My wife and I are former inveterate world travelers ("former" because, thanks to 9/11 and near-worldwide chaos today, our trips to international destinations are now few and far between). Over the years, we've visited 50 countries. Of all the places we've been to, we have a special fondness for New Zealand. In fact, it is the only country we've vacationed in twice. Driving a "hire car," staying in B&Bs and eating meat pies from tiny takeaway shops, we've seen New Zealand from the tip of the North Island to Invercargill on the South Island. What a stunningly beautiful country it is!
Lonely Planet's "Discover New Zealand" is a great guidebook for both the independent traveler and for those on package tours. First up, an 18-page well-illustrated section lists the country's "Top 25 Experiences." There's something for everyone, whether your interests are sports, Maori culture, tramping, architecture or whatever. A brief "Top Itineraries" section offers five-, 10- and 14-day itinerary suggestions, and "Planning Your Trip" deals with costs, travel seasons, what to take, useful websites, books and films, and a yearly calendar of events.
Then "Discover New Zealand" hits its stride. It divides the country into six sections: Auckland; Upper North Island; Lower North Island; Marlborough & Nelson; Christchurch & Central South; and Queenstown & the South. Each section kicks off with a full-color map (of excellent quality considering the size, but not a real "road map"). Next is a list of "Highlights," with color photos. For instance, the Bay of Islands, Waitomo Caves and Rotorua are a few highlights listed for the Upper North Island. All are genuine must-sees for any itinerary. Then comes a page or two of "Best" attractions, such as scenic drives, short hikes, etc., followed by practical "Things You Need to Know." Several suggested itineraries follow, and then comes the real meat--specific, detailed, well-organized information about sightseeing, accommodations, food and drink, local tours, entertainment, outdoor activities, etc. This information is comprehensive, well-organized by region, and, I assume, accurate--prices are now much higher than when we were there! A 46-page "New Zealand in Focus" section rounds out the book.
I have just a few minor gripes. For example, Lonely Planet's modern "USA-Today-like" visual style doesn't appeal to me (this book is not as bad as some others), and sometimes it seems that similar subjects that should be grouped together are scattered throughout the book. These quibbles don't detract from its value and usefulness.

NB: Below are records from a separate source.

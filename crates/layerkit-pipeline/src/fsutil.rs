//! Filesystem helpers shared by the workspace, cache and assembler.

use std::fs;
use std::io;
use std::path::{Path, PathBuf};
use walkdir::WalkDir;

/// Totals for a copied or scanned tree.
#[derive(Debug, Clone, Copy, Default, PartialEq, Eq)]
pub struct TreeStats {
    pub files: u64,
    pub bytes: u64,
}

/// Recursively copy `from` into `to`, creating `to` if needed. Permissions
/// are preserved; symlinks are recreated rather than followed.
pub fn copy_tree(from: &Path, to: &Path) -> io::Result<TreeStats> {
    let mut stats = TreeStats::default();
    fs::create_dir_all(to)?;

    for entry in WalkDir::new(from).sort_by_file_name() {
        let entry = entry.map_err(io::Error::other)?;
        let relative = entry
            .path()
            .strip_prefix(from)
            .map_err(io::Error::other)?;
        if relative.as_os_str().is_empty() {
            continue;
        }
        let dest = to.join(relative);
        let file_type = entry.file_type();

        if file_type.is_dir() {
            fs::create_dir_all(&dest)?;
        } else if file_type.is_symlink() {
            copy_symlink(entry.path(), &dest)?;
            stats.files += 1;
        } else {
            stats.bytes += fs::copy(entry.path(), &dest)?;
            stats.files += 1;
        }
    }

    Ok(stats)
}

#[cfg(unix)]
fn copy_symlink(from: &Path, to: &Path) -> io::Result<()> {
    let target = fs::read_link(from)?;
    std::os::unix::fs::symlink(target, to)
}

#[cfg(not(unix))]
fn copy_symlink(from: &Path, to: &Path) -> io::Result<()> {
    fs::copy(from, to).map(|_| ())
}

/// Count files and bytes under `dir`.
pub fn tree_stats(dir: &Path) -> io::Result<TreeStats> {
    let mut stats = TreeStats::default();
    for entry in WalkDir::new(dir) {
        let entry = entry.map_err(io::Error::other)?;
        if !entry.file_type().is_dir() {
            stats.files += 1;
            stats.bytes += entry.metadata().map_err(io::Error::other)?.len();
        }
    }
    Ok(stats)
}

/// Every non-directory entry under `dir`, relative to it, sorted, with `/`
/// separators.
pub fn relative_files(dir: &Path) -> io::Result<Vec<String>> {
    let mut files = Vec::new();
    for entry in WalkDir::new(dir).sort_by_file_name() {
        let entry = entry.map_err(io::Error::other)?;
        if entry.file_type().is_dir() {
            continue;
        }
        let relative = entry
            .path()
            .strip_prefix(dir)
            .map_err(io::Error::other)?;
        files.push(slash_path(relative));
    }
    files.sort();
    Ok(files)
}

/// Render a relative path with `/` separators regardless of platform.
pub fn slash_path(path: &Path) -> String {
    path.components()
        .map(|c| c.as_os_str().to_string_lossy())
        .collect::<Vec<_>>()
        .join("/")
}

/// Remove a file or directory tree; missing paths are not an error.
pub fn remove_path(path: &Path) -> io::Result<bool> {
    match fs::symlink_metadata(path) {
        Ok(meta) if meta.is_dir() => fs::remove_dir_all(path).map(|_| true),
        Ok(_) => fs::remove_file(path).map(|_| true),
        Err(e) if e.kind() == io::ErrorKind::NotFound => Ok(false),
        Err(e) => Err(e),
    }
}

/// Copy a single file through a sibling temporary and rename it into place,
/// so `to` is either absent or complete.
pub fn copy_atomic(from: &Path, to: &Path) -> io::Result<u64> {
    if let Some(parent) = to.parent() {
        fs::create_dir_all(parent)?;
    }
    let mut tmp_name = to.as_os_str().to_owned();
    tmp_name.push(".tmp");
    let tmp = PathBuf::from(tmp_name);
    let bytes = fs::copy(from, &tmp)?;
    if let Err(e) = fs::rename(&tmp, to) {
        let _ = fs::remove_file(&tmp);
        return Err(e);
    }
    Ok(bytes)
}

I have high expectations for travel guidebooks, and I'm a pretty harsh critic of those that don't meet my standards. When I travel, I usually haul along an armload of books, brochures and website printouts. I'm not sure that any guidebook can be the only source of information for a trip to New Zealand (or to anyplace else, for that matter). But Lonely Planet's "Discover New Zealand" comes pretty close to being such a book. I recommend it highly for planning your trip, to use on your trip or just to read while relaxing in your armchair. It's an excellent introduction to one of the most beautiful places on Earth.